As for where one sits, that's a good question. I'll probably need to build a short flatcar for that purpose, or lengthen the frame on the tank car and turn it into a flat with a square tank on the rear half. It could form both a tank and a back rest if done properly.  

Village Press (Live Steam & Outdoor Railroading) www.villagepress.com puts out a book called Falk No. 1 Locomotive by William M. Harris, which has plans for the Falk at 7 1/2 gauge, I think its $15.95 US. 
I ordered that this morning as a matter of fact. Henner loaned me his copy of "Logging with Steam" which contains the Falk and several other projects, including a 1-1/2" scale Mich-Cal #2 (my second favorite locomotive in the world). So much to build and so little time. /DesktopModules/NTForums/themes/mls/emoticons/crazy.gif Wish I'd gotten into this 10 or 15 years ago!


----------



## Josef Rieder (Jan 18, 2008)

Cool, I remember seeing the full size Falk at railfair 99. Quite an interesting and unusual piece of motive power.

_(deleted double posted reply, SteveC mod.)_


----------



## gregcoit (Jan 2, 2008)

Posted By Ed Hume on 05/18/2008 8:54 AM
There was a construction series on building the Falk that ran in Live Steam & Outdoor Railroading magazine a few years back. The prototype is preserved in one of the National Parks out west, and they occasionally take it to full scale steamups.

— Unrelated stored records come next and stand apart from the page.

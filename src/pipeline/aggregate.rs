//! Shared aggregation of per-file outcomes across workers.

use std::path::PathBuf;
use std::sync::Mutex;

/// Final accumulated state of a run, snapshotted after all workers join.
///
/// `failed_files` ordering across workers is non-deterministic, but every
/// failed path appears exactly once.
#[derive(Debug, Clone, Default)]
pub struct AggregateState {
    pub total_bytes_written: u64,
    pub failed_files: Vec<PathBuf>,
}

/// The single shared-mutation point of the pipeline.
///
/// All workers record outcomes through one mutex; the critical section is a
/// single accumulator update or list append so the lock never serializes the
/// transform work itself.
#[derive(Debug, Default)]
pub struct Aggregator {
    state: Mutex<AggregateState>,
}

impl Aggregator {
    pub fn new() -> Self {
        Self::default()
    }

    /// Record one successfully written output of `bytes` bytes
    pub fn record_success(&self, bytes: u64) {
        let mut state = self.state.lock().unwrap();
        state.total_bytes_written += bytes;
    }

    /// Record one failed file by its relative path
    pub fn record_failure(&self, relative: PathBuf) {
        let mut state = self.state.lock().unwrap();
        state.failed_files.push(relative);
    }

    /// Snapshot the accumulated state. Only meaningful once all workers have
    /// joined; callers before that point observe a mid-run prefix.
    pub fn snapshot(&self) -> AggregateState {
        self.state.lock().unwrap().clone()
    }
}
//! Error types and handling for Shrinkwrap

use std::path::PathBuf;
use thiserror::Error;

/// Result type alias for Shrinkwrap operations
pub type Result<T> = std::result::Result<T, ShrinkError>;

/// Main error type for Shrinkwrap operations
#[derive(Debug, Error)]
pub enum ShrinkError {
    /// Source file vanished or could not be read
    #[error("failed to stat or read source {path:?}: {source}")]
    Stat {
        path: PathBuf,
        #[source]
        source: std::io::Error,
    },

    /// Source no longer matches an accepted image extension
    #[error("not an accepted image type: {path:?}")]
    Filtered { path: PathBuf },

    /// Image bytes could not be decoded
    #[error("failed to decode image: {reason}")]
    Decode { reason: String },

    /// Watermark text could not be rendered onto the image
    #[error("failed to render watermark: {reason}")]
    Watermark { reason: String },

    /// Image could not be re-encoded
    #[error("failed to encode image: {reason}")]
    Encode { reason: String },

    /// Destination write or directory creation failed
    #[error("failed to write output {path:?}: {source}")]
    Write {
        path: PathBuf,
        #[source]
        source: std::io::Error,
    },

    /// Configuration errors
    #[error("configuration error: {message}")]
    Config { message: String },

    /// Run setup failed before any work began
    #[error("failed to set up run: {message}")]
    Setup { message: String },
}

impl ShrinkError {
    /// Create a new stat error
    pub fn stat(path: PathBuf, source: std::io::Error) -> Self {
        Self::Stat { path, source }
    }

    /// Create a new filter rejection
    pub fn filtered(path: PathBuf) -> Self {
        Self::Filtered { path }
    }

    /// Create a new decode error
    pub fn decode<S: Into<String>>(reason: S) -> Self {
        Self::Decode {
            reason: reason.into(),
        }
    }

    /// Create a new watermark error
    pub fn watermark<S: Into<String>>(reason: S) -> Self {
        Self::Watermark {
            reason: reason.into(),
        }
    }

    /// Create a new encode error
    pub fn encode<S: Into<String>>(reason: S) -> Self {
        Self::Encode {
            reason: reason.into(),
        }
    }

    /// Create a new destination write error
    pub fn write(path: PathBuf, source: std::io::Error) -> Self {
        Self::Write { path, source }
    }

    /// Create a new configuration error
    pub fn config<S: Into<String>>(message: S) -> Self {
        Self::Config {
            message: message.into(),
        }
    }

    /// Create a new setup error
    pub fn setup<S: Into<String>>(message: S) -> Self {
        Self::Setup {
            message: message.into(),
        }
    }

    /// Check if this error affects a single file only (the run continues)
    pub fn is_per_file(&self) -> bool {
        match self {
            Self::Stat { .. }
            | Self::Filtered { .. }
            | Self::Decode { .. }
            | Self::Watermark { .. }
            | Self::Encode { .. }
            | Self::Write { .. } => true,

            // These abort the run before any work begins
            Self::Config { .. } | Self::Setup { .. } => false,
        }
    }

    /// Get the associated file path if available
    pub fn file_path(&self) -> Option<&PathBuf> {
        match self {
            Self::Stat { path, .. } | Self::Filtered { path } | Self::Write { path, .. } => {
                Some(path)
            }
            _ => None,
        }
    }
}
use crate::Card;
use serde::{Deserialize, Serialize};

/// Stable identity of a hand within a round. Numbers shift when a split
/// renumbers a player's hands; ids never do, which is what the turn
/// work-queue tracks.
#[derive(Debug, Clone, Copy, PartialEq, Eq, Hash, Serialize, Deserialize)]
pub struct HandId(pub(crate) u32);

#[derive(Debug, Clone, Copy, PartialEq, Eq, Serialize, Deserialize)]
pub enum HandStatus {
    InPlay,
    Standing,
    Busted,
}

/// Score a set of cards: all non-ace ranks are summed first, then each ace
/// adds 11 if that keeps the running total at or below 21, otherwise 1.
///
/// The per-ace decision is greedy, not a global re-optimization. With a ten
/// and two aces the first ace fits as 11 and the second busts the hand at
/// 22, even though valuing both as 1 would give 12. This matches the
/// reference behavior exactly.
pub fn calculate_score(cards: &[Card]) -> u8 {
    let mut total: u16 = cards
        .iter()
        .filter(|c| !c.is_ace())
        .map(|c| u16::from(c.value()))
        .sum();
    for _ in cards.iter().filter(|c| c.is_ace()) {
        total += if total + 11 <= 21 { 11 } else { 1 };
    }
    // Anything past 255 is deep in bust territory; clamp rather than wrap.
    u8::try_from(total).unwrap_or(u8::MAX)
}

pub fn is_busted(cards: &[Card]) -> bool {
    calculate_score(cards) > 21
}

/// Two cards can be split when their ranks are equal. Two aces qualify, as
/// do any two ten-value cards.
pub fn can_split_cards(first: Card, second: Card) -> bool {
    first == second
}

/// An ordered sequence of drawn cards belonging to one holder slot.
#[derive(Debug, Clone, Serialize, Deserialize)]
pub struct Hand {
    pub cards: Vec<Card>,
    pub status: HandStatus,
    id: HandId,
    number: u8,
}

impl Hand {
    pub(crate) fn new(id: HandId, number: u8, cards: Vec<Card>) -> Self {
        Self {
            cards,
            status: HandStatus::InPlay,
            id,
            number,
        }
    }

    pub fn id(&self) -> HandId {
        self.id
    }

    /// 1-based slot index among the holder's hands. Renumbered after a
    /// split.
    pub fn number(&self) -> u8 {
        self.number
    }

    pub(crate) fn set_number(&mut self, number: u8) {
        self.number = number;
    }

    pub fn add_card(&mut self, card: Card) {
        self.cards.push(card);
    }

    /// Recomputed on demand, never cached.
    pub fn score(&self) -> u8 {
        calculate_score(&self.cards)
    }

    pub fn is_busted(&self) -> bool {
        is_busted(&self.cards)
    }

    pub fn can_split(&self) -> bool {
        self.cards.len() == 2 && can_split_cards(self.cards[0], self.cards[1])
    }

    pub fn is_in_play(&self) -> bool {
        self.status == HandStatus::InPlay
    }
}
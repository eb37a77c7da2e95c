mod card;
mod error;
mod hand;
mod holder;
mod round;
mod shoe;

pub use card::Card;
pub use error::EngineError;
pub use hand::{calculate_score, can_split_cards, is_busted, Hand, HandId, HandStatus};
pub use holder::{Dealer, Holder, Player, DEALER_NAME, MAX_HANDS};
pub use round::{
    Action, ActionOutcome, DealerSnapshot, HandOutcome, HandResult, HandSnapshot, Round,
    RoundPhase, RoundReason, RoundSummary, TurnSnapshot,
};
pub use shoe::{Shoe, LOW_RANK_COPIES, SHOE_SIZE, TEN_COPIES};
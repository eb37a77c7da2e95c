use thiserror::Error;

#[derive(Error, Debug, Clone, Copy, PartialEq, Eq)]
pub enum EngineError {
    /// Drawing was attempted on an exhausted shoe. Fatal to the round.
    #[error("the shoe is out of cards")]
    ShoeEmpty,

    /// A holder was asked to take a fourth hand. Unreachable when split
    /// gating is correct, so treated as a broken invariant.
    #[error("a holder may not have more than {} hands", crate::MAX_HANDS)]
    TooManyHands,

    /// A split was requested on a hand that is not a two-card pair, or the
    /// player is already at the hand cap. Recoverable at the turn loop.
    #[error("hand cannot be split")]
    InvalidSplit,

    /// An engine operation was called in the wrong round phase or with no
    /// hand awaiting an action.
    #[error("no action is expected in the current round state")]
    OutOfTurn,
}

She's lives at Fort Humboldt State Park in Eureka, CA. We operate her or the Bear Harbor #1 (aka the Gypsy) the last weekend of April (a 2 day event called "Donkey Days") and the third Saturday of every month from May through September (10 am to 4 pm). Rides are free to all who come. We also offer a free class in March - half day classroom session, half day operating and firing. See timberheritage.org for more info. I took this class in 2007 and haven't missed a steam up yet - she's a great locomotive and I really enjoy firing and engineering. 

The Falk is named after an old lumber mill town nearby, now long gone. The old engine house is currently being moved and rebuilt so it can serve as a visitors center for the Headwaters Forest (a fairly new state park up the Elk River just south of Eureka). 

As for someone else's question regarding fuel, the 1:1 scale Falk burns wood as that was what was common and cheap in the redwoods in 1884. The Falk was retired by the time most local steam locomotives were converted to oil. Coal was never used as fuel in Humboldt County (as far as I know). 

Hope this helps! 

Greg Coit 
Arcata, CA


----------



## Dwight Ennis (Jan 2, 2008)

*RE: New Toy - 7.5" Gauge Falk*

Just as an FYI, I was reading the construction article today. The author opted not to use coal primarily (he said) due to space constraints, the difficulty getting to the firebox to stoke her, and the limited space available to carry coal.


----------



## Bob Starr (Jan 2, 2008)

Posted By Dwight Ennis on 05/19/2008 12:48 AM
Just as an FYI, I was reading the construction article today. The author opted not to use coal primarily (he said) due to space constraints, the difficulty getting to the firebox to stoke her, and the limited space available to carry coal.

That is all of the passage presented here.